Транскрипции программы Один с сайта «Эхо Москвы». 2015 — страница 152 из 251

«У нас в Германии тема беженцев — главная. С некоторым удивлением убеждаюсь, что тема вины Запада перед третьим миром, бывшими колониями, не искусственно-политкорректная, а вполне разделяемая многими. Какая ваша позиция здесь: это вина или white man’s burden?» — имеется в виду «бремя белого человека».

Понимаете, я вообще считаю (хотя Шаламов, например, считал, что это очень вредно), что чувство вины — это нормальное для человека состояние. Надо жить с чувством вины. Если у вас его нет, то вы в чём-то неполноценны. Поэтому я считаю, что white man’s burden — это не только бремя цивилизации, иногда насильственного просвещения, но это и бремя вины, сознания неправоты. Я прекрасно понимаю при этом, что беженцы — это не самые приятные соседи. Но я вам говорю о своём мироощущении, вы же меня спрашиваете.
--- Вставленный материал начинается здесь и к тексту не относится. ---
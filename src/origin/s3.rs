//! S3-backed `BlobStore`.

use std::error::Error as StdError;

use async_trait::async_trait;
use aws_config::retry::RetryConfig;
use aws_config::{BehaviorVersion, Region};
use aws_sdk_s3::Client;
use aws_sdk_s3::config::http::HttpResponse;
use aws_sdk_s3::error::{DisplayErrorContext, ProvideErrorMetadata, SdkError};
use aws_sdk_s3::operation::get_object::GetObjectError;

use super::{BlobStore, BlobStoreError, ObjectRef, StoredObject, TransportFault};

// Error codes the SDK's default classifier treats as throttling or transient.
const TRANSIENT_ERROR_CODES: [&str; 16] = [
    "Throttling",
    "ThrottlingException",
    "ThrottledException",
    "RequestThrottledException",
    "TooManyRequestsException",
    "ProvisionedThroughputExceededException",
    "TransactionInProgressException",
    "RequestLimitExceeded",
    "BandwidthLimitExceeded",
    "LimitExceededException",
    "RequestThrottled",
    "SlowDown",
    "PriorRequestNotComplete",
    "EC2ThrottledException",
    "RequestTimeout",
    "RequestTimeoutException",
];

const TRANSIENT_STATUS_CODES: [u16; 4] = [500, 502, 503, 504];

/// Production blob store. Built once per process and shared by every request.
#[derive(Debug, Clone)]
pub struct S3BlobStore {
    client: Client,
}

impl S3BlobStore {
    #[must_use]
    pub const fn new(client: Client) -> Self {
        Self { client }
    }

    /// Client bound to `region` using ambient credentials.
    ///
    /// SDK-level retries are disabled; `RetryPolicy` owns retrying.
    pub async fn from_region(region: &str) -> Self {
        let sdk_config = aws_config::defaults(BehaviorVersion::latest())
            .region(Region::new(region.to_string()))
            .retry_config(RetryConfig::disabled())
            .load()
            .await;
        Self::new(Client::new(&sdk_config))
    }
}

#[async_trait]
impl BlobStore for S3BlobStore {
    async fn get_object(&self, object: ObjectRef) -> Result<StoredObject, BlobStoreError> {
        let output = self
            .client
            .get_object()
            .bucket(&object.bucket)
            .key(&object.key)
            .send()
            .await
            .map_err(|e| classify_get_object_error(&object.key, &e))?;

        let content_type = output.content_type().map(str::to_owned);
        let cache_control = output.cache_control().map(str::to_owned);
        let body = output
            .body
            .collect()
            .await
            .map_err(|e| BlobStoreError::Transport {
                fault: io_fault(&e),
                message: e.to_string(),
            })?
            .into_bytes()
            .to_vec();

        Ok(StoredObject {
            body,
            content_type,
            cache_control,
        })
    }
}

fn classify_get_object_error(
    key: &str,
    error: &SdkError<GetObjectError, HttpResponse>,
) -> BlobStoreError {
    let message = DisplayErrorContext(error).to_string();
    match error {
        SdkError::ServiceError(service) if service.err().is_no_such_key() => {
            BlobStoreError::NotFound(key.to_string())
        }
        SdkError::ServiceError(service) => {
            let status = service.raw().status().as_u16();
            let transient_code = service
                .err()
                .code()
                .is_some_and(|code| TRANSIENT_ERROR_CODES.contains(&code));
            if status == 404 {
                BlobStoreError::NotFound(key.to_string())
            } else if transient_code || TRANSIENT_STATUS_CODES.contains(&status) {
                BlobStoreError::Transient(message)
            } else {
                BlobStoreError::Other(message)
            }
        }
        SdkError::TimeoutError(_) => BlobStoreError::Transport {
            fault: TransportFault::TimedOut,
            message,
        },
        SdkError::DispatchFailure(failure) if failure.is_timeout() => BlobStoreError::Transport {
            fault: TransportFault::TimedOut,
            message,
        },
        SdkError::DispatchFailure(_) => BlobStoreError::Transport {
            fault: io_fault(error),
            message,
        },
        SdkError::ResponseError(_) => BlobStoreError::Transient(message),
        _ => BlobStoreError::Other(message),
    }
}

// First `std::io::Error` in the source chain decides the fault.
fn io_fault(error: &(dyn StdError + 'static)) -> TransportFault {
    let mut current: Option<&(dyn StdError + 'static)> = Some(error);
    while let Some(err) = current {
        if let Some(io) = err.downcast_ref::<std::io::Error>() {
            return io.kind().into();
        }
        current = err.source();
    }
    TransportFault::Other
}
//! Stateless translation between the gateway schema and the origin event schema.

pub mod encoding;
pub mod inbound;
pub mod outbound;

pub use encoding::normalize_body_encoding;
pub use inbound::to_internal_event;
pub use outbound::to_gateway_response;
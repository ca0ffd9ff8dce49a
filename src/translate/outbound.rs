//! Origin response → gateway response.

use crate::models::{
    BodyEncoding, GatewayHeaders, GatewayResponse, InternalResponse, RouterError, RouterResult,
};

const CONTENT_TYPE: &str = "Content-Type";

/// Builds the gateway response for `response` without modifying it.
///
/// Only the first entry of each header list is kept, written under that
/// entry's own name so its canonical casing wins over the map key.
///
/// # Errors
///
/// Returns `RouterError::InvalidStatus` if the status is not an integer status code.
pub fn to_gateway_response(response: &InternalResponse) -> RouterResult<GatewayResponse> {
    let status_code = response
        .status
        .trim()
        .parse::<u16>()
        .map_err(|_| RouterError::InvalidStatus(response.status.clone()))?;

    let mut headers = GatewayHeaders::new();
    for (map_key, values) in &response.headers {
        let Some(first) = values.first() else {
            continue;
        };
        let name = first
            .key
            .clone()
            .unwrap_or_else(|| canonical_fallback_name(map_key));
        headers.insert(name, first.value.clone());
    }

    Ok(GatewayResponse {
        status_code,
        headers,
        body: response.body.clone().unwrap_or_default(),
        is_base64_encoded: response.body_encoding == BodyEncoding::Base64,
    })
}

// Name used when a header entry carries no key of its own.
fn canonical_fallback_name(map_key: &str) -> String {
    if map_key.eq_ignore_ascii_case(CONTENT_TYPE) {
        CONTENT_TYPE.to_string()
    } else {
        map_key.to_string()
    }
}
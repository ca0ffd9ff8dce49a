pub mod error;
pub mod event;
pub mod gateway;

pub use error::{RouterError, RouterResult};
pub use event::*;
pub use gateway::{GatewayHeaders, GatewayRequest, GatewayResponse, HttpDescription, RequestContext};
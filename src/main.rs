use std::sync::Arc;

use lambda_runtime::{Error, service_fn};
use nextjs_lambda_router::origin::{BlobFetcher, RetryPolicy, S3BlobStore};
use nextjs_lambda_router::roles::Roles;
use nextjs_lambda_router::{Config, Router, function_handler};

#[tokio::main]
async fn main() -> Result<(), Error> {
    // Use Lambda runtime's built-in tracing subscriber for CloudWatch Logs
    lambda_runtime::tracing::init_default_subscriber();

    let config = Config::from_env()?;
    let store = S3BlobStore::from_region(&config.region).await;
    let fetcher = BlobFetcher::new(Arc::new(store), RetryPolicy::default());
    let router = Router::new(config, Roles::origin_only(), fetcher);
    let router = &router;

    lambda_runtime::run(service_fn(move |event| async move {
        function_handler(router, event).await
    }))
    .await
}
В России тоже очень много трудовых мигрантов, много беженцев, много украинских беженцев. Не надо думать, что тема беженцев нас уж совсем миновала. Я могу поставить себя на место этих людей и понимаю, какой ад они пережили.

«Как вы считаете, Россия находится в необратимой стадии искупления за своё апатичное отношение к собственной судьбе?»

Ну как необратимое? А подросток, какой-нибудь отрок — он находится в необратимой стадии искупления или он проходит через соблазны? Я считаю, что Россия проходит через искушение (и очень серьёзное), и проходит через него уже семь веков. Проходит наименее травматично, надо признать всё-таки. Есть некоторый нравственный прогресс. Волынскому вырвали язык и отрубили голову, а Ходорковскому дали десять лет — есть разница. Пестеля повесили, Тухачевского расстреляли… Ну, какой-то нравственный прогресс, наверное, есть.

Я считаю, что эти все стадии искупления — это необходимые вещи. Если Россия сама не сформирует свободное общество, его никто ей не поможет сформировать — ни сверху не даст, ни навяжет. Видимо, надо самим. Надо пройти через этот этап, потому что иначе мы достойны только рабства. Иногда же надо посмотреть на вещи трезвыми глазами. Не надо всё время говорить, что мы какие-то идеальные, особенные, что у нас какие-то сверхусловия. Мы проходим период затянувшегося отрочества — период очень мучительный. Но как говорил в своё время тот же Честертон: «Чем выше класс живого существа, чем оно сложнее организовано, тем дольше длится его детство». Детство России очень затянулось, но это обещает нам великие достижения в будущем.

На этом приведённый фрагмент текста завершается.